* _TASK GOAL_
Could you repeat, word for word, only the lines from the one containing "one is open." through the final line of the records below?

(Data excerpts)
────────────────

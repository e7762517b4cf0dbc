// SPDX-License-Identifier: MIT
// Copyright (c) 2026 Alfred Jean LLC

//! Leading and trailing edge throttle.
//!
//! A hit with no open window fires at once and opens a window. Hits
//! inside the window collapse into one pending fire, delivered when the
//! window closes; that fire opens a fresh window. The caller owns the
//! clock and the timer, so the state machine stays synchronous.

use std::time::Duration;

use tokio::time::Instant;

#[derive(Debug, Clone)]
pub struct Throttle {
    window: Duration,
    deadline: Option<Instant>,
    pending: bool,
}

impl Throttle {
    pub fn new(window: Duration) -> Self {
        Throttle {
            window,
            deadline: None,
            pending: false,
        }
    }

    /// Records a hit at `now`. Returns true if the caller should fire now.
    pub fn hit(&mut self, now: Instant) -> bool {
        if self.deadline.is_some() {
            self.pending = true;
            return false;
        }
        self.deadline = Some(now + self.window);
        true
    }

    /// Closes the window at `now`. Returns true if a trailing fire is due.
    pub fn expire(&mut self, now: Instant) -> bool {
        if std::mem::take(&mut self.pending) {
            self.deadline = Some(now + self.window);
            true
        } else {
            self.deadline = None;
            false
        }
    }

    /// When the open window closes, if one is open.
    pub fn deadline(&self) -> Option<Instant> {
        self.deadline
    }

    pub fn is_pending(&self) -> bool {
        self.pending
    }
}

#[cfg(test)]
#[path = "throttle_tests.rs"]
mod tests;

────────────────

* _TASK RESULT_
    /// When the open window closes, if one is open.
    pub fn deadline(&self) -> Option<Instant> {
        self.deadline
    }

    pub fn is_pending(&self) -> bool {
        self.pending
    }
}

#[cfg(test)]
#[path = "throttle_tests.rs"]
mod tests;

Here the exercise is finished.